Recommendation-Specific Supportive Text (New)
1. Patients with AHREs detected by implanted devices are at increased risk of stroke and abundant data now link device-detected atrial tachycardia or AF (or AHREs) with the development of thromboembolic events (S7.12-1–S7.12-5). Remote monitoring with AHRE alerts increases the likelihood of detecting silent AF. However, it is unclear whether patients with AHREs benefit from oral anticoagulation. Careful review of stored electrograms may confirm the presence of AF and rule
out false positive events. Occasionally, the addition of extended external electrocardiographic monitoring may be needed if data from the implanted device are uncertain. Prospective clinical trials of prophylactic anticoagulation based on device-detected AF are under way but have not been completed. Although increased duration of AHREs is associated with increased stroke risk, the threshold duration of AHREs that warrants anticoagulation is unclear. Current approaches factor in
the duration of device-detected AF and the patient’s stroke risk profile, bleeding risk, and preferences to determine whether to initiate long-term anticoagulatio2. The cause of ischemic stroke remains unknown in 20% to 40% of patients, leading to a diagnosis of cryptogenic stroke. Prolonged electrocardiogram monitoring with an implantable cardiac monitor in these patients (age >40 years) has the advantage of increasing the likelihood of detecting silent AF that would escape detection with short-term monitoring. A recent RCT established the superiority of an implantable cardiac monitor over conventional monitoring for detecting silent AF, a finding with major clinical ramifications for these patients (S7.12-6). A role in screening for silent AF may also exist for remote electrocardiographic acquisition and transmission with a “smart” worn or handheld WiFi-enabled device with remote interpretation (S7.12-7, S7.12-8).

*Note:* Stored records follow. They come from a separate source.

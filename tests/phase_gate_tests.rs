//! Phase-gate integration tests.
//!
//! Covers the flat-enum rejection case and ancestor resolution with a
//! tree of nested phases.

use rust_tbg::{
    factory, AutoConfigurer, CustomConfig, Game, GameDelegate, GameManager, GameState, LegalError,
    Move, MoveInfo, PhaseEnum, PhaseId, PlayerId, ProposeError,
};

/// A move that records nothing and always applies cleanly.
#[derive(Default)]
struct TestMove {
    info: MoveInfo,
}

impl Move for TestMove {
    fn info(&self) -> &MoveInfo {
        &self.info
    }

    fn info_mut(&mut self) -> &mut MoveInfo {
        &mut self.info
    }

    fn fallback_name(&self, _delegate: &dyn GameDelegate) -> String {
        "Test Move".to_string()
    }

    fn apply(
        &self,
        _manager: &GameManager,
        _state: &mut GameState,
    ) -> Result<(), rust_tbg::ApplyError> {
        Ok(())
    }
}

struct PhasedDelegate {
    phases: PhaseEnum,
}

impl GameDelegate for PhasedDelegate {
    fn phase_enum(&self) -> Option<&PhaseEnum> {
        Some(&self.phases)
    }
}

fn flat_delegate() -> PhasedDelegate {
    PhasedDelegate {
        phases: PhaseEnum::new()
            .add_phase(PhaseId::new(1), "1")
            .add_phase(PhaseId::new(2), "2")
            .add_phase(PhaseId::new(3), "3"),
    }
}

/// Tree: root 0 with children 1 and 2.
fn tree_delegate() -> PhasedDelegate {
    let root = PhaseId::new(0);
    PhasedDelegate {
        phases: PhaseEnum::new()
            .add_phase(root, "Root")
            .add_subphase(PhaseId::new(1), "One", root)
            .add_subphase(PhaseId::new(2), "Two", root),
    }
}

fn install(
    delegate: PhasedDelegate,
    auto_delegate: PhasedDelegate,
    legal_phases: Vec<PhaseId>,
) -> GameManager {
    let auto = AutoConfigurer::new(&auto_delegate);
    let config = auto.must_config(
        factory(TestMove::default),
        CustomConfig::new().with_legal_phases(legal_phases),
    );
    GameManager::new(
        Game::new("phase-gate-test", vec![config]),
        Box::new(delegate),
        GameState::new(2, 42),
    )
    .unwrap()
}

#[test]
fn flat_enum_rejects_out_of_phase_move() {
    // Game in phase 2; the move is legal in phases 1 and 3.
    let manager = install(
        flat_delegate(),
        flat_delegate(),
        vec![PhaseId::new(1), PhaseId::new(3)],
    );
    let mut state = GameState::new(2, 42);
    state.phase = PhaseId::new(2);

    let err = manager
        .is_legal("Test Move", &state, PlayerId::new(0))
        .unwrap_err();

    // The failure names the phase the game is actually in.
    assert_eq!(
        err,
        ProposeError::Legal(LegalError::NotInPhase {
            phase: "2".to_string()
        })
    );
}

#[test]
fn flat_enum_accepts_in_phase_move() {
    let manager = install(
        flat_delegate(),
        flat_delegate(),
        vec![PhaseId::new(1), PhaseId::new(3)],
    );
    let mut state = GameState::new(2, 42);
    state.phase = PhaseId::new(3);

    assert!(manager
        .is_legal("Test Move", &state, PlayerId::new(0))
        .is_ok());
}

#[test]
fn tree_enum_resolves_ancestors() {
    // The move is legal in the root phase; the game sits in leaf 2.
    // ancestors(2) = [0, 2], which intersects {0}.
    let manager = install(tree_delegate(), tree_delegate(), vec![PhaseId::new(0)]);
    let mut state = GameState::new(2, 42);
    state.phase = PhaseId::new(2);

    assert!(manager
        .is_legal("Test Move", &state, PlayerId::new(0))
        .is_ok());
}

#[test]
fn tree_enum_rejects_sibling_leaf() {
    // Legal only in leaf 1; the game sits in leaf 2, whose ancestor
    // chain [0, 2] misses it.
    let manager = install(tree_delegate(), tree_delegate(), vec![PhaseId::new(1)]);
    let mut state = GameState::new(2, 42);
    state.phase = PhaseId::new(2);

    let err = manager
        .is_legal("Test Move", &state, PlayerId::new(0))
        .unwrap_err();

    assert_eq!(
        err,
        ProposeError::Legal(LegalError::NotInPhase {
            phase: "Two".to_string()
        })
    );
}

#[test]
fn empty_legal_phases_passes_everywhere() {
    let manager = install(flat_delegate(), flat_delegate(), vec![]);
    let mut state = GameState::new(2, 42);

    for raw in [1, 2, 3, 99] {
        state.phase = PhaseId::new(raw);
        assert!(manager
            .is_legal("Test Move", &state, PlayerId::new(0))
            .is_ok());
    }
}
//! Core engine types: players, phases, state, move records, RNG.
//!
//! This module contains the fundamental building blocks that are
//! game-agnostic. Games configure phases and stacks at setup rather
//! than modifying the core.

pub mod phase;
pub mod player;
pub mod record;
pub mod rng;
pub mod state;

pub use phase::{PhaseEnum, PhaseId};
pub use player::{PlayerId, PlayerMap};
pub use record::MoveRecord;
pub use rng::{GameRng, GameRngState};
pub use state::{GameState, GameplayState, PlayerState, RoundRobinState};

Recommendation-Specific Supportive Text (New)
1. Obesity is associated with atrial electrostructural remodeling (S7.13-4) and AF (S7.13-5–S7.13-7).
One RCT demonstrated that a structured weight management program for obese patients (body mass index >27) with symptomatic AF reduced symptom burden and severity and reduced the number of AF episodes and their cumulative duration when compared with attempts to optimally manage risk factors alone (S7.13-1). Risk factor modification included assessment and treatment of underlying sleep apnea, hypertension, hyperlipidemia, glucose intolerance, and alcohol and tobacco use. A second nonrandomized observational study reported improved outcomes of AF catheter ablation among obese patients who enrolled in a weight loss program (S7.13-2). Observational studies have revealed that the degree of improvement in the AF type and symptoms were related to
the degree of weight loss (S7.13-3, S7.13-8). Taken together, these studies support a treatment approach that addresses the risk factors for AF.